Mobile element variations in humans

Changes in genomes are triggered by mutagens. Mobile elements, sequences that change location within genomes, act as mutagens modifying the genomes, contributing to human genome variation1. Alu, LINE-1, and SVA are the three mobile element families that include recently active human mobile element lineages. More specifically, the Alu Y, L1HS, and SVA-E and F subfamilies contain human-specific lineages that are active in modern humans2,3,4,5,6,7,8. The lengths of Alu Y and L1HS are ~0.3 and 6.0 kb, respectively2,4, while SVA copies often show variable sizes between 0.7 and 4 kb8. These families are retrotransposons that mobilize and increase their copy number via a so-called “copy-and-paste” mechanism. Alu is transcribed by RNA polymerase III9, while LINE-1 and SVA are transcribed by RNA polymerase II8,10,11. Their RNA can be reverse transcribed into cDNA and inserted elsewhere within the genome by endonuclease and reverse transcriptase activities of a protein encoded by LINE-17,12,13,14. Mobilization can occur in both germline and somatic cells; mobile elements are mutagens that have been inherited from ancestors. Multiple mechanisms suppress mobilization and protect the genome from insertions, such as epigenetic modifications and piRNA (reviewed in15); however, new mobilizations can still be observed.

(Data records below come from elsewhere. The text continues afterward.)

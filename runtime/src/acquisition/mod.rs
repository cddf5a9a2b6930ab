//! Network acquisition: HTTP fetches for sitemap documents.

pub mod http_client;
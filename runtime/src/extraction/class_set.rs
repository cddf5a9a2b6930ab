//! Insertion-ordered set of CSS class names.

use std::collections::HashSet;

/// Unique class names in first-seen order. Names are compared exactly
/// (case-sensitive, no trimming) and never removed.
#[derive(Debug, Clone, Default, PartialEq, Eq)]
pub struct ClassSet {
    order: Vec<String>,
    seen: HashSet<String>,
}

impl ClassSet {
    pub fn new() -> Self {
        Self::default()
    }

    /// Add `name` if absent. Returns whether it was new.
    pub fn insert(&mut self, name: &str) -> bool {
        if self.seen.contains(name) {
            return false;
        }
        self.seen.insert(name.to_string());
        self.order.push(name.to_string());
        true
    }

    /// Append every name from `other` not already present, keeping this
    /// set's order. Returns how many were added.
    pub fn merge(&mut self, other: &ClassSet) -> usize {
        other.iter().filter(|name| self.insert(name)).count()
    }

    pub fn contains(&self, name: &str) -> bool {
        self.seen.contains(name)
    }

    pub fn len(&self) -> usize {
        self.order.len()
    }

    pub fn is_empty(&self) -> bool {
        self.order.is_empty()
    }

    /// Names in first-seen order.
    pub fn iter(&self) -> impl Iterator<Item = &str> {
        self.order.iter().map(String::as_str)
    }

    /// Names sorted lexicographically by byte value.
    pub fn into_sorted(self) -> Vec<String> {
        let mut names = self.order;
        // UTF-8 byte order, which equals code point order. A UTF-16 code unit
        // sort would place U+10000 and above before U+E000..=U+FFFF.
        names.sort_unstable();
        names
    }
}

impl<S: AsRef<str>> FromIterator<S> for ClassSet {
    fn from_iter<I: IntoIterator<Item = S>>(iter: I) -> Self {
        let mut set = ClassSet::new();
        for name in iter {
            set.insert(name.as_ref());
        }
        set
    }
}
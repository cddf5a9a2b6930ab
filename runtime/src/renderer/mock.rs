//! Scripted renderer for tests: each URL maps to a canned probe result.

use super::{NavigationResult, RenderContext, RenderError, Renderer};
use crate::config::Viewport;
use async_trait::async_trait;
use std::collections::HashMap;
use std::sync::{Arc, Mutex};

/// Everything the mock saw, shared with the test after the renderer is moved.
#[derive(Debug, Default)]
pub struct MockLog {
    pub user_agents: Vec<String>,
    pub viewports: Vec<Viewport>,
    pub navigations: Vec<String>,
    pub contexts_opened: usize,
    pub contexts_closed: usize,
    pub shutdowns: usize,
}

#[derive(Clone, Default)]
pub struct MockRenderer {
    pages: Arc<HashMap<String, serde_json::Value>>,
    pub log: Arc<Mutex<MockLog>>,
}

impl MockRenderer {
    /// `pages` maps URL -> value the probe script returns on that page.
    /// Navigating to any other URL fails.
    pub fn new(pages: HashMap<String, serde_json::Value>) -> Self {
        Self {
            pages: Arc::new(pages),
            log: Arc::default(),
        }
    }
}

#[async_trait]
impl Renderer for MockRenderer {
    async fn new_context(&self) -> Result<Box<dyn RenderContext>, RenderError> {
        self.log.lock().unwrap().contexts_opened += 1;
        Ok(Box::new(MockContext {
            pages: Arc::clone(&self.pages),
            log: Arc::clone(&self.log),
            current: None,
        }))
    }

    async fn shutdown(&self) -> Result<(), RenderError> {
        self.log.lock().unwrap().shutdowns += 1;
        Ok(())
    }
}

struct MockContext {
    pages: Arc<HashMap<String, serde_json::Value>>,
    log: Arc<Mutex<MockLog>>,
    current: Option<String>,
}

#[async_trait]
impl RenderContext for MockContext {
    async fn set_user_agent(&mut self, user_agent: &str) -> Result<(), RenderError> {
        self.log.lock().unwrap().user_agents.push(user_agent.to_string());
        Ok(())
    }

    async fn set_viewport(&mut self, viewport: Viewport) -> Result<(), RenderError> {
        self.log.lock().unwrap().viewports.push(viewport);
        Ok(())
    }

    async fn navigate(
        &mut self,
        url: &str,
        _timeout_ms: u64,
    ) -> Result<NavigationResult, RenderError> {
        self.log.lock().unwrap().navigations.push(url.to_string());
        if !self.pages.contains_key(url) {
            return Err(RenderError::Navigation {
                url: url.to_string(),
                reason: "net::ERR_NAME_NOT_RESOLVED".to_string(),
            });
        }
        self.current = Some(url.to_string());
        Ok(NavigationResult {
            final_url: url.to_string(),
            load_time_ms: 1,
        })
    }

    async fn execute_js(&self, _script: &str) -> Result<serde_json::Value, RenderError> {
        self.current
            .as_ref()
            .and_then(|url| self.pages.get(url))
            .cloned()
            .ok_or_else(|| RenderError::Script("no page loaded".to_string()))
    }

    async fn close(self: Box<Self>) -> Result<(), RenderError> {
        self.log.lock().unwrap().contexts_closed += 1;
        Ok(())
    }
}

Evolutionarily recent mobilizations have contributed to human genome diversity16,17,18,19. Some copies of human mobile elements show insertional polymorphisms between humans5,8,20. For example, 146,106 Alu Y, 1,204 L1HS, 328 SVA_E, and 393 SVA_F copies were found in the reference human genome GRCh38 (using RepeatMasker version 4.1.121 and Dfam 3.222). Of these, 2027, 225, 27, and 47 copies, respectively, were found to be absent in at least one individual of 2504 global humans recruited and sequenced at high depth (×30) by the 1000 Genomes Project23. In addition to their absence, non-reference insertions of 32,024 Alu Y, 6,521 L1HS, and 1,555 SVA were also found in at least one of the 2504 individuals. In this review, we refer to these insertionally polymorphic copies as mobile element variations (MEVs). Most MEVs likely arose after chimpanzee-human divergence due to their human specificity, though some may predate this. An analysis of 39 chimpanzee genomes revealed 15 MEVs shared with humans, 5 of which were found in the HLA locus, which is known for harboring haplotypes maintained by balancing selection23. A long-read resolved catalog of structural variants revealed that MEVs contribute to 25% of human SVs19. The principal components of MEVs in humans worldwide are similar to those of SNVs and capture the continental structure of human populations, suggesting that mobile elements played a role in diversifying the human genome during migration out of Africa23. Some mobile element lineages are still active even now. Our previous study identified 17,608 rare insertions (with an allele frequency (AF) < 1%) and 22,006 singletons from the 1000 Genomes Project. A substantial percentage of those MEVs (64%) were population specific, suggesting their recent occurrence. Genome analyses of pedigrees estimate a de novo mobilization rate of roughly one event per 20 births24. In addition to the three mobile element families, some copies of human endogenous retrovirus-K (HERV-K) exhibit insertional polymorphisms25,26,27. Although HERV-K was found to be active during human evolution, there was no clear evidence of its de novo mobilization in a family-based study24. The number of insertionally polymorphic HERV-K copies was orders of magnitude less than that of the other three mobile element families (i.e., Alu, LINE-1, and SVA)25.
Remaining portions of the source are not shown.